After the Riga Opera House was opened in 1863, the German Theatre lost its importance. During the Soviet era new fixtures were added, as the “Wagner Hall” the house housed various cultural institutions, and it also served as a library, dance hall and music club in the newly independent Latvia. The complex was closed a decade and a half ago, because the walls showed new cracks and other serious damage. Various initiatives to renovate the building and give it a new purpose have been stuck in local political squabbles. However, Maris Gailis, former Prime Minister of Latvia and chairman of the local Richard Wagner Association, has now given new impetus to the plan to turn the building into much more than just a Wagner pilgrimage site.
In the complex, which will hopefully soon be thoroughly renovated and expanded, an international cultural centre is to be created in which Wagner’s ideas of a Gesamtkunstwerk encompassing all forms of artistic expression on an equal footing are to be transferred to the present and future. Nothing less than a cultural “lighthouse” visible everywhere in Europe is to be created from the previously neglected building. Representatives of all genres, from musicians and directors to film musicians and lighting designers, should each work there for a while and be able to contribute their share to the further development of music theatre. Once restored, the theatre hall, which will hold around four hundred visitors, would at least be suitable for chamber concerts and opera performances with a small cast. In the other rooms, some of which have a stately appearance, young musicians from all over Europe could train in seminars and courses. The cultural centre should also be open to the public. Museum rooms, concerts, readings and festive events should also attract the crowds of tourists flocking to Riga.
This all sounds very promising, but the decisive factor will be whether the ambitious project can be financed. Twenty-five million euros have been estimated for renovation and expansion, and another ten million euros or so for equipment and various follow-up costs. The fundraising is in full swing, and the response so far from potential public sponsors such as private sponsors, patrons or patrons gives those responsible confidence. Gailis has convinced a whole range of personalities of the urgent need to save the building from further decay or even demolition and to prevent a shopping centre from being built on the historic site.

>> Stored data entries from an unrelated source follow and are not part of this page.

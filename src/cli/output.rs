use chrono::NaiveDate;
use serde::Serialize;
use unicode_width::UnicodeWidthStr;

use crate::model::task::{Priority, Task, TaskId};
use crate::ops::due::due_status;
use crate::ops::stats::{DueBucket, Dashboard};

/// Width of the widest text bar in `stats`
const BAR_WIDTH: usize = 30;

// ---------------------------------------------------------------------------
// JSON output structs
// ---------------------------------------------------------------------------

#[derive(Serialize)]
pub struct TaskJson {
    pub id: TaskId,
    pub task: String,
    pub category: String,
    pub priority: Priority,
    #[serde(skip_serializing_if = "Option::is_none")]
    pub due_date: Option<String>,
    #[serde(skip_serializing_if = "String::is_empty")]
    pub notes: String,
    pub completed: bool,
    pub created_at: String,
    #[serde(skip_serializing_if = "Option::is_none")]
    pub due_status: Option<String>,
}

#[derive(Serialize)]
pub struct TaskListJson {
    /// Size of the unfiltered list
    pub total: usize,
    pub tasks: Vec<TaskJson>,
}

#[derive(Serialize)]
pub struct CountJson {
    pub label: String,
    pub count: usize,
}

#[derive(Serialize)]
pub struct StatsJson {
    pub completion_rate: Option<f64>,
    pub by_category: Vec<CountJson>,
    pub by_priority: Vec<CountJson>,
    pub pending_by_due_status: Vec<CountJson>,
    pub undated_pending: usize,
    pub total: usize,
    pub completed: usize,
    pub completed_percent: u32,
    pub overdue: usize,
}

// ---------------------------------------------------------------------------
// Conversions
// ---------------------------------------------------------------------------

pub fn task_to_json(task: &Task, today: NaiveDate) -> TaskJson {
    TaskJson {
        id: task.id,
        task: task.task.clone(),
        category: task.category.clone(),
        priority: task.priority,
        due_date: task.due_date.clone(),
        notes: task.notes.clone(),
        completed: task.completed,
        created_at: task.created_at_str(),
        due_status: due_status(task, today).map(|s| s.to_string()),
    }
}

pub fn stats_to_json(dash: &Dashboard) -> StatsJson {
    StatsJson {
        completion_rate: dash.completion_rate,
        by_category: dash
            .by_category
            .iter()
            .map(|(label, count)| CountJson {
                label: label.clone(),
                count: *count,
            })
            .collect(),
        by_priority: dash
            .by_priority
            .iter()
            .map(|(p, count)| CountJson {
                label: p.to_string(),
                count: *count,
            })
            .collect(),
        pending_by_due_status: DueBucket::ALL
            .iter()
            .map(|&b| CountJson {
                label: b.to_string(),
                count: dash.due.get(b),
            })
            .collect(),
        undated_pending: dash.due.undated,
        total: dash.quick.total,
        completed: dash.quick.completed,
        completed_percent: dash.quick.completed_percent,
        overdue: dash.quick.overdue,
    }
}

// ---------------------------------------------------------------------------
// Human-readable formatting
// ---------------------------------------------------------------------------

fn checkbox(task: &Task) -> &'static str {
    if task.completed { "[x]" } else { "[ ]" }
}

/// Format a single task as a one-line summary
pub fn format_task_line(task: &Task, today: NaiveDate) -> String {
    let mut line = format!(
        "{} {} {} | {} | {} {}",
        checkbox(task),
        task.id,
        task.task,
        task.category,
        task.priority.marker(),
        task.priority
    );
    if let Some(status) = due_status(task, today) {
        line.push_str(&format!(" | {}", status));
    }
    line
}

/// Format detailed task view
pub fn format_task_detail(task: &Task, today: NaiveDate) -> Vec<String> {
    let mut lines = vec![
        format!("{} {}", checkbox(task), task.task),
        format!("id: {}", task.id),
        format!("category: {}", task.category),
        format!("priority: {}", task.priority),
    ];

    match (task.due_date.as_deref(), due_status(task, today)) {
        (Some(raw), Some(status)) => lines.push(format!("due: {} ({})", raw, status)),
        (Some(raw), None) => lines.push(format!("due: {} (unreadable)", raw)),
        (None, _) => {}
    }
    lines.push(format!("created: {}", task.created_at_str()));

    if !task.notes.is_empty() {
        lines.push("notes:".to_string());
        for line in task.notes.lines() {
            lines.push(format!("  {}", line));
        }
    }
    lines
}

/// Render labelled counts as aligned text bars
pub fn format_bar_chart(rows: &[(String, usize)]) -> Vec<String> {
    let label_w = rows.iter().map(|(l, _)| l.width()).max().unwrap_or(0);
    let max = rows.iter().map(|(_, n)| *n).max().unwrap_or(0);
    rows.iter()
        .map(|(label, n)| {
            let bar_len = if max == 0 { 0 } else { (n * BAR_WIDTH).div_ceil(max) };
            let pad = label_w - label.width();
            format!(
                " {}{}  {} {}",
                label,
                " ".repeat(pad),
                "#".repeat(bar_len),
                n
            )
            .trim_end()
            .to_string()
        })
        .collect()
}

/// The stats report: completion rate, charts, quick stats
pub fn format_stats(dash: &Dashboard) -> Vec<String> {
    let mut lines = Vec::new();
    if dash.is_empty() {
        lines.push("No tasks yet. Add some tasks to see statistics.".to_string());
        return lines;
    }

    if let Some(rate) = dash.completion_rate {
        lines.push(format!("Completion rate: {:.1}%", rate));
    }
    lines.push(format!(
        "Total: {}  Completed: {} ({}%)",
        dash.quick.total, dash.quick.completed, dash.quick.completed_percent
    ));
    if dash.quick.overdue > 0 {
        lines.push(format!("Overdue: {} {}", dash.quick.overdue, plural_tasks(dash.quick.overdue)));
    }

    lines.push(String::new());
    lines.push("Tasks by category".to_string());
    lines.extend(format_bar_chart(&dash.by_category));

    lines.push(String::new());
    lines.push("Tasks by priority".to_string());
    let priority_rows: Vec<(String, usize)> = dash
        .by_priority
        .iter()
        .map(|(p, n)| (p.to_string(), *n))
        .collect();
    lines.extend(format_bar_chart(&priority_rows));

    if dash.due.bucketed() > 0 {
        lines.push(String::new());
        lines.push("Pending tasks by due status".to_string());
        let due_rows: Vec<(String, usize)> = DueBucket::ALL
            .iter()
            .map(|&b| (b.to_string(), dash.due.get(b)))
            .filter(|(_, n)| *n > 0)
            .collect();
        lines.extend(format_bar_chart(&due_rows));
    }
    lines
}

fn plural_tasks(n: usize) -> &'static str {
    if n == 1 { "task" } else { "tasks" }
}
use chrono::NaiveDateTime;

use crate::model::task::{DueChange, NewTask, Task, TaskEdit, TaskId};

/// Error type for task operations
#[derive(Debug, PartialEq, Eq, thiserror::Error)]
pub enum TaskError {
    #[error("task description is required")]
    EmptyDescription,
    #[error("task not found: {0}")]
    NotFound(TaskId),
}

// ---------------------------------------------------------------------------
// Lookup
// ---------------------------------------------------------------------------

pub fn find_task(tasks: &[Task], id: TaskId) -> Option<&Task> {
    tasks.iter().find(|t| t.id == id)
}

pub fn find_task_mut(tasks: &mut [Task], id: TaskId) -> Option<&mut Task> {
    tasks.iter_mut().find(|t| t.id == id)
}

/// Next id: the creation time in seconds, bumped past any id already in
/// the list so two adds in the same second never collide.
pub fn next_id(tasks: &[Task], now: NaiveDateTime) -> TaskId {
    let time_id = now.and_utc().timestamp().max(0) as TaskId;
    let after_max = tasks.iter().map(|t| t.id).max().map_or(0, |m| m + 1);
    time_id.max(after_max)
}

// ---------------------------------------------------------------------------
// Mutations
// ---------------------------------------------------------------------------

/// Append a new task. Validation runs before the list is touched.
/// Returns the assigned ID.
pub fn add_task(tasks: &mut Vec<Task>, new: NewTask, now: NaiveDateTime) -> Result<TaskId, TaskError> {
    let description = validate_description(&new.task)?;
    let id = next_id(tasks, now);

    let mut task = Task {
        id,
        task: description,
        category: normalize_category(&new.category),
        priority: new.priority,
        due_date: None,
        notes: new.notes,
        completed: false,
        created_at: now,
    };
    task.set_due_date(new.due_date);
    tasks.push(task);
    Ok(id)
}

/// Flip the completion flag. Returns the new value.
pub fn toggle_complete(tasks: &mut [Task], id: TaskId) -> Result<bool, TaskError> {
    let task = find_task_mut(tasks, id).ok_or(TaskError::NotFound(id))?;
    task.completed = !task.completed;
    Ok(task.completed)
}

/// Set the completion flag. Returns whether it changed.
pub fn set_completed(tasks: &mut [Task], id: TaskId, completed: bool) -> Result<bool, TaskError> {
    let task = find_task_mut(tasks, id).ok_or(TaskError::NotFound(id))?;
    let changed = task.completed != completed;
    task.completed = completed;
    Ok(changed)
}

/// Replace description, category, priority and due date in place.
/// `id`, `created_at`, `completed` and `notes` are untouched.
pub fn edit_task(tasks: &mut [Task], id: TaskId, edit: TaskEdit) -> Result<(), TaskError> {
    let description = validate_description(&edit.task)?;
    let task = find_task_mut(tasks, id).ok_or(TaskError::NotFound(id))?;
    task.task = description;
    task.category = normalize_category(&edit.category);
    task.priority = edit.priority;
    match edit.due {
        DueChange::Keep => {}
        DueChange::Set(due) => task.set_due_date(Some(due)),
        DueChange::Clear => task.set_due_date(None),
    }
    Ok(())
}

pub fn set_notes(tasks: &mut [Task], id: TaskId, notes: String) -> Result<(), TaskError> {
    let task = find_task_mut(tasks, id).ok_or(TaskError::NotFound(id))?;
    task.notes = notes;
    Ok(())
}

/// Remove a task, returning it. A missing ID is `NotFound` and the list
/// is left as it was.
pub fn delete_task(tasks: &mut Vec<Task>, id: TaskId) -> Result<Task, TaskError> {
    let idx = tasks
        .iter()
        .position(|t| t.id == id)
        .ok_or(TaskError::NotFound(id))?;
    Ok(tasks.remove(idx))
}

fn validate_description(text: &str) -> Result<String, TaskError> {
    let trimmed = text.trim();
    if trimmed.is_empty() {
        return Err(TaskError::EmptyDescription);
    }
    Ok(trimmed.to_string())
}

fn normalize_category(category: &str) -> String {
    let trimmed = category.trim();
    if trimmed.is_empty() {
        crate::model::task::DEFAULT_CATEGORY.to_string()
    } else {
        trimmed.to_string()
    }
}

As allies, Gailis has already won over the current Latvian President Egils Levits, Wagner’s great-granddaughter Eva Wagner-Pasquier, Elisabeth Motschmann, a member of the Bundestag who is committed to German-Baltic exchange, project manager Konrad Winckler and German Wagner associations.
Latvian and German cultural workers, politicians and organisations are primarily committed to the project – Brussels and the individual member states of the European Community would have to contribute more than just a small mite to the development of such an ambitious international project.